Question

Three identical charges, each with a value of 1.0 × 10⁻⁸ C, are placed at the corners of an equilateral triangle of side 20 cm. Find the electric field and potential at the centre of the triangle.

Answer 1

Given:
Magnitude of charges, q = 1.0 × 10⁻⁸ C
Side of the triangle, $l=20\mathrm{cm}=0.2\mathrm{m}$

Let $E_A,E_B\mathrm{and}{E}_C$be the electric fields at the centre due to the charges at A, B and C, respectively.
The distance of the centre is the same from all the charges.

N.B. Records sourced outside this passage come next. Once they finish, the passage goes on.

use std::path::{Path, PathBuf};

use console::Style;
use meteofinder_core::decision::{Mode, Verdict};
use meteofinder_core::pipeline::{Diagnosis, SweepReport};
use meteofinder_core::report::RunReport;
use meteofinder_core::scoring::{SegmentOutcome, SensitivityLevel};

use crate::files::CopyTarget;

struct Styles {
    title: Style,
    header: Style,
    label: Style,
    value: Style,
    good: Style,
    bad: Style,
    disabled: Style,
    path: Style,
}

impl Styles {
    fn new() -> Self {
        Self {
            title: Style::new().cyan().bold(),
            header: Style::new().cyan().bold(),
            label: Style::new().dim(),
            value: Style::new().bold().white(),
            good: Style::new().green(),
            bad: Style::new().red(),
            disabled: Style::new().dim().yellow(),
            path: Style::new().underlined(),
        }
    }
}

fn rule(len: usize) -> String {
    "\u{2550}".repeat(len)
}

pub fn print_scan_header(folder: &Path, images: usize, mode: Mode, level: SensitivityLevel) {
    let s = Styles::new();

    println!();
    println!("  {}", s.title.apply_to("MeteoFinder"));
    println!("  {}", s.title.apply_to(rule(11)));
    println!();
    println!("  {:<14}{}", s.label.apply_to("Folder"), s.path.apply_to(folder.display()));
    println!("  {:<14}{}", s.label.apply_to("Images"), s.value.apply_to(images));
    println!("  {:<14}{}", s.label.apply_to("Mode"), s.good.apply_to(mode));
    println!(
        "  {:<14}{} {}",
        s.label.apply_to("Sensitivity"),
        s.value.apply_to(level),
        s.label.apply_to(format!("({})", level.description()))
    );
    println!();
}

/// `copied` is the number of files copied and where, `None` when the run
/// copies nothing.
pub fn print_run_report(report: &RunReport, copied: Option<(usize, CopyTarget)>) {
    let s = Styles::new();
    let summary = &report.summary;

    println!("  {}", s.header.apply_to("Results"));
    println!("    {:<16}{}", s.label.apply_to("Scanned"), s.value.apply_to(summary.total));
    println!(
        "    {:<16}{}",
        s.label.apply_to("Accepted"),
        s.good.apply_to(summary.accepted())
    );
    if report.mode == Mode::Hybrid {
        println!(
            "    {:<16}{}",
            s.label.apply_to("  verified"),
            s.value.apply_to(summary.accepted_remote)
        );
        println!(
            "    {:<16}{}",
            s.label.apply_to("  local"),
            s.value.apply_to(summary.accepted_local)
        );
    }
    println!("    {:<16}{}", s.label.apply_to("Rejected"), s.value.apply_to(summary.rejected));
    if summary.escalation_failed > 0 {
        println!(
            "    {:<16}{}",
            s.label.apply_to("Failed"),
            s.bad.apply_to(summary.escalation_failed)
        );
    }
    if summary.skipped > 0 {
        println!(
            "    {:<16}{}",
            s.label.apply_to("Skipped"),
            s.disabled.apply_to(summary.skipped)
        );
    }
    println!();

    if report.mode == Mode::Hybrid {
        println!("  {}", s.header.apply_to("Verification"));
        println!(
            "    {:<16}{}",
            s.label.apply_to("Escalations"),
            s.value.apply_to(report.budget.escalations)
        );
        println!(
            "    {:<16}{} ({} confirmed, {} refuted, {} failed)",
            s.label.apply_to("Calls"),
            s.value.apply_to(report.budget.attempts),
            report.budget.confirmed,
            report.budget.refuted,
            report.budget.failed
        );
        println!(
            "    {:<16}{}",
            s.label.apply_to("Est. cost"),
            s.value.apply_to(format!("${:.3}", summary.estimated_cost_usd))
        );
        if report.degraded {
            println!(
                "    {:<16}{}",
                s.label.apply_to("Status"),
                s.bad.apply_to("fell back to local-only after repeated failures")
            );
        }
        println!();
    }

    let accepted = report.accepted_set();
    if accepted.is_empty() {
        println!("  {}", s.disabled.apply_to("No meteors found."));
        if report.level.value() < SensitivityLevel::MAX {
            println!(
                "  {}",
                s.label.apply_to("Tip: raise the sensitivity (-s 4 or -s 5) to catch fainter streaks.")
            );
        }
    } else {
        println!("  {}", s.header.apply_to("Meteors"));
        for image in &accepted {
            let tag = match image.verdict {
                Verdict::AcceptedRemote => "verified",
                _ => "local",
            };
            let score = image
                .score
                .map(|v| format!("{v:.2}"))
                .unwrap_or_else(|| "-".into());
            println!(
                "    {}  {}  {}",
                s.path.apply_to(image.path.display()),
                s.value.apply_to(score),
                s.label.apply_to(tag)
            );
        }
        match copied {
            Some((n, target)) => println!(
                "\n  Copied {} new file(s) into {}/",
                s.good.apply_to(n),
                target.folder_name()
            ),
            None => println!("\n  {}", s.label.apply_to("Pre-filter only: nothing was copied.")),
        }
    }
    println!();
}

/// Dry run of `verify`: what would be sent and roughly what it costs.
pub fn print_verify_plan(candidates: &[PathBuf], cost_per_call_usd: f64) {
    let s = Styles::new();

    println!();
    println!("  {}", s.title.apply_to("Verification Plan"));
    println!("  {}", s.title.apply_to(rule(17)));
    println!();
    println!("  {:<14}{}", s.label.apply_to("Candidates"), s.value.apply_to(candidates.len()));
    println!(
        "  {:<14}{}",
        s.label.apply_to("Est. cost"),
        s.value.apply_to(format!("${:.3}", candidates.len() as f64 * cost_per_call_usd))
    );
    println!();
    for path in candidates {
        println!("    {}", s.path.apply_to(path.display()));
    }
    println!();
    println!("  {}", s.label.apply_to("Dry run: nothing was sent or copied."));
    println!();
}

pub fn print_sweep(report: &SweepReport) {
    let s = Styles::new();

    println!();
    println!("  {}", s.title.apply_to("Sensitivity Sweep"));
    println!("  {}", s.title.apply_to(rule(17)));
    println!();
    println!("  {:<14}{}", s.label.apply_to("Analysed"), s.value.apply_to(report.analysed));
    if report.failed > 0 {
        println!("  {:<14}{}", s.label.apply_to("Unreadable"), s.bad.apply_to(report.failed));
    }
    if report.skipped > 0 {
        println!("  {:<14}{}", s.label.apply_to("Skipped"), s.disabled.apply_to(report.skipped));
    }
    println!();
    for count in &report.levels {
        println!(
            "    {}  {:>5} detected  {:>6}  {}",
            s.value.apply_to(count.level),
            count.detected,
            format!("{:.1}%", count.rate * 100.0),
            s.label.apply_to(count.level.description())
        );
    }
    println!();
}

pub fn print_diagnosis(path: &Path, level: SensitivityLevel, diagnosis: &Diagnosis) {
    let s = Styles::new();

    println!();
    println!("  {}", s.path.apply_to(path.display()));
    println!(
        "    {:<14}{}x{} (scale {:.3})",
        s.label.apply_to("Analysed at"),
        diagnosis.width,
        diagnosis.height,
        diagnosis.scale
    );
    println!("    {:<14}{}", s.label.apply_to("Edge pixels"), diagnosis.edge_pixels);
    println!("    {:<14}{}", s.label.apply_to("Segments"), diagnosis.assessments.len());
    println!("    {:<14}{}", s.label.apply_to("Level"), level);

    for (i, a) in diagnosis.assessments.iter().enumerate() {
        let f = &a.features;
        let outcome = match &a.outcome {
            SegmentOutcome::Qualified { score } => {
                s.good.apply_to(format!("qualified {score:.2}")).to_string()
            }
            SegmentOutcome::Rejected(reason) => s.bad.apply_to(reason.to_string()).to_string(),
        };
        println!(
            "    {:>3}. len {:>6.1}  ang {:>5.1}  bright {:.2}  contrast {:.2}  curv {:.2}  runs {}  drop {:.2}  red {}  par {}  {}",
            i + 1,
            f.length,
            a.segment.angle,
            f.brightness,
            f.contrast,
            f.curvature,
            f.modulation_runs,
            f.dropout,
            f.red_hits,
            a.parallel_companions,
            outcome
        );
    }
}
pub mod config;
pub mod diagnose;
pub mod scan;
pub mod sweep;
pub mod verify;

use std::path::Path;
use std::sync::Arc;

use anyhow::{Context, Result};
use meteofinder_core::pipeline::RunConfig;
use meteofinder_core::verify::{
    api_key_looks_valid, AnthropicClassifier, AnthropicSettings, MeteorClassifier,
};

/// Environment variable holding the verification API key.
pub const API_KEY_VAR: &str = "ANTHROPIC_API_KEY";

/// Load a TOML run config, or the defaults when no file is given.
pub fn load_config(path: Option<&Path>) -> Result<RunConfig> {
    let Some(path) = path else {
        return Ok(RunConfig::default());
    };
    let contents = std::fs::read_to_string(path)
        .with_context(|| format!("Failed to read config {}", path.display()))?;
    toml::from_str(&contents).with_context(|| format!("Invalid config {}", path.display()))
}

/// The API key from the environment, if it looks usable.
pub fn api_key() -> Option<String> {
    std::env::var(API_KEY_VAR)
        .ok()
        .map(|key| key.trim().to_string())
        .filter(|key| api_key_looks_valid(key))
}

pub fn anthropic_classifier(
    key: String,
    settings: &AnthropicSettings,
) -> Result<Arc<dyn MeteorClassifier>> {
    let classifier = AnthropicClassifier::new(key, settings.clone())
        .context("Failed to set up the verification client")?;
    Ok(Arc::new(classifier))
}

So,
$E_A=E_B=E_C=E\left(\mathrm{say}\right)$
Resolving $E_B\mathrm{and}{E}_C$ into vertical and horizontal components (with $\theta =30°$)

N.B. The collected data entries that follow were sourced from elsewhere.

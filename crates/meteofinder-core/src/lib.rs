pub mod consts;
pub mod error;
pub mod raster;
pub mod io;
pub mod filters;
pub mod edges;
pub mod lines;
pub mod scoring;
pub mod decision;
pub mod verify;
pub mod report;
pub mod pipeline;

The horizontal components cancel each other, as shown in the figure.
So, the net electric field at the centre,
$$\begin{gathered} E_{net}=E_A-\left(E_B\sin \theta +E_A\sin \theta \right) \\ =E\left(1-\sin 30°-\sin 30°\right) \\ \Rightarrow E_{net}=0 \end{gathered}$$
Now,
$$\begin{gathered} h^2=l^2-{\left(\frac{l}{2}\right)}^2 \\ {h}^2={\left(0.2\right)}^2-{\left(0.1\right)}^2 \\ \Rightarrow h=\frac{\sqrt{3}}{10} \end{gathered}$$
Let the distance of the centre from each charge be r.

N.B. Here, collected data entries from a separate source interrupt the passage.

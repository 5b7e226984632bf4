pub mod analyze;
pub mod config;
mod orchestrator;
mod sweep;
mod types;

pub use analyze::{analyze_image, diagnose_image, Diagnosis, LocalAnalysis};
pub use config::{DetectorConfig, RemoteConfig, RunConfig};
pub use orchestrator::MeteorPipeline;
pub use sweep::{sweep_levels, LevelCount, SweepReport};
pub use types::{CancelToken, NoOpReporter, PipelineStage, ProgressReporter};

For an equilateral triangle,
$$\begin{gathered} r=\frac{2}{3}h \\ \Rightarrow r=\frac{2}{3}\times \frac{1.732}{10}=1.15\times {10}^{-1}\mathrm{m} \end{gathered}$$
Potential at the centre,
$$\begin{gathered} V=V_A+V_B+V_C \\ \because V_A=V_B=V_{C,} \\ V=3V_A \end{gathered}$$
$$\begin{gathered} V=3\times \frac{1}{4\mathrm{\pi }{\epsilon }_0}\frac{q}{r} \\ V=\frac{3\times 9\times {10}^9\times {10}^{-8}}{0.115} \end{gathered}$$
$V=23\times {10}^2=2.3\times {10}^3\mathrm{V}$